Liz Brealey, who lives in Anchor Point, a block of flats opposite the site of the proposed bar, said: “As a woman, I shouldn’t have to fear being harassed by drunk men, essentially, outside my front door.
“Just because it’s not the suburbs doesn’t mean it’s not a residential area.”
Lane7 the ‘tipping point’
Another resident, who asked not to be named by the Local Democracy Reporting Service, said families had chosen to live in the “busy and noisy” mixed-use area, but big chains like Lane7 and BrewDog Retail were upsetting the balance by setting up next door to people’s homes.
“They obviously don’t care about ruining other people’s lives,” he said. Lane7 opened in May last year, replacing troubled restaurant The Cuban which closed after a failed bid by police to revoke its licence.
“That’s been a failure of the system, and the residents are suffering the consequences because, prior to Lane7, the drunken crowd stayed mostly to the other end of the street,” the resident said.
“This has been the tipping point for the neighbourhood.
“The Cuban was a problem, but it’s nothing compared to Lane7, because Lane7 is a drinking establishment.

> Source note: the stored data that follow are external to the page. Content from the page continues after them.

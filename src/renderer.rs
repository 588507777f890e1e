// SPDX-License-Identifier: GPL-3.0-only

//! HTML rendering for parsed conversation records.
//!
//! This module transforms a [`Conversation`] into a self-contained HTML
//! fragment: a metadata header, the messages in order, and any thinking
//! blocks as a trailing group of callouts. Message text is run through
//! [`crate::markup`], so code blocks and the markdown subset come out
//! styled and everything user-supplied comes out escaped.
//!
//! The fragment carries CSS classes but no styles of its own;
//! [`stylesheet`] returns the matching style rules as plain CSS text for
//! the caller to attach, and [`render_page`] wraps both into a full HTML
//! document.
//!
//! # Example
//!
//! ```
//! use cc2html::parser::{Conversation, Message};
//! use cc2html::renderer::{render_conversation, RenderOptions};
//!
//! let conversation = Conversation {
//!     messages: vec![Message {
//!         role: Some("user".into()),
//!         content: Some("Hello!".into()),
//!     }],
//!     ..Default::default()
//! };
//!
//! let html = render_conversation(&conversation, &RenderOptions::default());
//! assert!(html.starts_with("<div class=\"claude-conversation\">"));
//! assert!(html.contains("Hello!"));
//! ```

use crate::markup::{self, escape_attr, escape_html};
use crate::parser::{Conversation, Message, Metadata, ThinkingBlock};
use chrono::DateTime;
use std::fmt::Write;
use std::path::Path;

/// Configuration options for HTML rendering.
///
/// Controls which optional sections are included in the rendered output.
#[derive(Debug, Clone, PartialEq, Eq)]
pub struct RenderOptions {
    /// Whether to include the metadata header (project, branch, timestamps).
    pub show_metadata: bool,

    /// Whether to include thinking blocks after the messages.
    pub show_thinking: bool,
}

impl Default for RenderOptions {
    fn default() -> Self {
        Self {
            show_metadata: true,
            show_thinking: true,
        }
    }
}

/// Renders a conversation as an HTML fragment.
///
/// The fragment is a single `<div class="claude-conversation">` containing
/// the metadata header (if any), each message in sequence order, and each
/// thinking block after all messages. Sections whose data is absent are
/// omitted entirely.
#[must_use]
pub fn render_conversation(conversation: &Conversation, opts: &RenderOptions) -> String {
    let mut out = String::from("<div class=\"claude-conversation\">");

    if opts.show_metadata
        && let Some(meta) = &conversation.metadata
    {
        render_metadata(&mut out, meta);
    }

    for message in &conversation.messages {
        render_message(&mut out, message);
    }

    if opts.show_thinking {
        for think in &conversation.thinking {
            render_thinking(&mut out, think);
        }
    }

    out.push_str("</div>");
    out
}

/// Renders a conversation as a complete standalone HTML document with the
/// stylesheet embedded.
///
/// The page title is the conversation's project name when one is present.
#[must_use]
pub fn render_page(conversation: &Conversation, opts: &RenderOptions) -> String {
    let title = conversation
        .metadata
        .as_ref()
        .and_then(|m| non_empty(m.project.as_deref()))
        .map_or("Claude conversation", basename);

    wrap_document(title, &render_conversation(conversation, opts))
}

/// Wraps an already-rendered fragment in a minimal HTML document with the
/// stylesheet embedded in a `<style>` element.
#[must_use]
pub fn wrap_document(title: &str, fragment: &str) -> String {
    format!(
        "<!DOCTYPE html>\n<html lang=\"en\">\n<head>\n<meta charset=\"utf-8\">\n\
         <title>{}</title>\n<style>\n{}</style>\n</head>\n<body>\n{fragment}\n</body>\n</html>\n",
        escape_html(title),
        stylesheet()
    )
}

/// Returns the CSS rules matching the classes emitted by
/// [`render_conversation`], as plain CSS text with no `<style>` wrapper.
#[must_use]
pub const fn stylesheet() -> &'static str {
    include_str!("../assets/style.css")
}

/// Renders the metadata header. A metadata record whose fields are all
/// absent or empty produces no output at all.
fn render_metadata(out: &mut String, meta: &Metadata) {
    let mut rows = String::new();

    if let Some(project) = non_empty(meta.project.as_deref()) {
        meta_row(&mut rows, "Project", "claude-project", basename(project));
    }
    if let Some(branch) = non_empty(meta.git_branch.as_deref()) {
        meta_row(&mut rows, "Branch", "claude-branch", branch);
    }
    if let Some(started) = format_timestamp(meta.start_time) {
        meta_row(&mut rows, "Started", "claude-start", &started);
    }
    if let Some(ended) = format_timestamp(meta.end_time) {
        meta_row(&mut rows, "Ended", "claude-end", &ended);
    }

    if !rows.is_empty() {
        out.push_str("<div class=\"claude-metadata\">");
        out.push_str(&rows);
        out.push_str("</div>");
    }
}

fn meta_row(out: &mut String, label: &str, class: &str, value: &str) {
    write!(
        out,
        "<div class=\"claude-meta-item\"><strong>{label}:</strong> \
         <span class=\"{class}\">{}</span></div>",
        escape_html(value)
    )
    .unwrap();
}

fn render_message(out: &mut String, message: &Message) {
    let role = message.role.as_deref().unwrap_or("unknown");
    let content = message.content.as_deref().unwrap_or("");

    write!(out, "<div class=\"claude-msg-{}\">", escape_attr(role)).unwrap();
    write!(
        out,
        "<div class=\"claude-msg-role\">{}</div>",
        escape_html(&capitalize(role))
    )
    .unwrap();
    write!(
        out,
        "<div class=\"claude-msg-content\">{}</div>",
        markup::to_html(content)
    )
    .unwrap();
    out.push_str("</div>");
}

fn render_thinking(out: &mut String, think: &ThinkingBlock) {
    let content = think.content.as_deref().unwrap_or("");

    out.push_str("<blockquote class=\"claude-thinking\">");
    out.push_str("<span class=\"claude-thinking-icon\">&#129504;</span> ");
    out.push_str("<strong>Thinking:</strong>");
    write!(
        out,
        "<div class=\"claude-thinking-content\">{}</div>",
        markup::to_html(content)
    )
    .unwrap();
    out.push_str("</blockquote>");
}

/// Returns the field value when it is present and non-empty.
fn non_empty(field: Option<&str>) -> Option<&str> {
    field.filter(|s| !s.is_empty())
}

/// Returns the final segment of a path, for display.
fn basename(path: &str) -> &str {
    Path::new(path)
        .file_name()
        .and_then(|name| name.to_str())
        .unwrap_or(path)
}

/// Formats a unix timestamp as `YYYY-MM-DD HH:MM:SS` in UTC.
///
/// Zero and out-of-range timestamps produce no output, matching the
/// treatment of other absent metadata fields.
fn format_timestamp(timestamp: Option<i64>) -> Option<String> {
    let secs = timestamp.filter(|&t| t != 0)?;
    DateTime::from_timestamp(secs, 0).map(|dt| dt.format("%Y-%m-%d %H:%M:%S").to_string())
}

/// Uppercases the first character of a role name for display.
fn capitalize(s: &str) -> String {
    let mut chars = s.chars();
    chars.next().map_or_else(String::new, |first| {
        first.to_uppercase().chain(chars).collect()
    })
}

It’s huge. There’s a huge number of drunk people coming out of there.” T
he Local Democracy Reporting Service has sought comment from Lane7.
The resident said the new BrewDog bar might have earlier closing times, but they were still “far too late” for a pub just 6m to 30m away from the nearest flats, much closer than Lane7 whose entrance lies 65m away.
Resident Simon Pepper said he was “appalled” by the hours originally proposed by BrewDog, which would have been an “utter nightmare”, but that the revised hours were still “bad”.
Four residents supported the original licensing application, the meeting heard.
Committee grants licence with earlier closing times
The licensing committee approved the revised application, saying the bar would not “clearly” be a late-night establishment with the earlier closing times and therefore would not contribute to the cumulative impact.
They imposed an extra condition on the licence requiring the outdoor area to be closed by 9.30pm and cleared of tables and chairs by 10pm.
BrewDog had already dropped its request for licensing permission to play music and serve late-night refreshments until 1am or 1.30am, but the Live Music Act 2012 means it can play live and recorded music until 11am in any case.
A city council planning officer granted planning permission under delegated authority in August last year to applicants Canada Life Investments for internal and external works to combine the Costa unit with an adjoining space for a new flexible commercial area with the option for a “shop, restaurant or indoor sport, recreation or fitness use and/or a drinking establishment”.
The officer’s decision report reasoned there would be no overall increase in the number of drinking establishments since The Cuban became Lane7.
Councillor vows to address ‘unfair’ gap between planning and licensing
Licensing committee chair, Conservative councillor Richard Eddy, told the hearing he would raise the need to address the gap between planning and licensing policy at a meeting of the council’s local plan working group on January 18. “
In my view, the council still needs to address and clarify where its planning policy dovetails with its licensing policy because in a mixed community like Harbourside there’s inconsistency and frankly it’s unfair both to the applicant and the residents,” he said.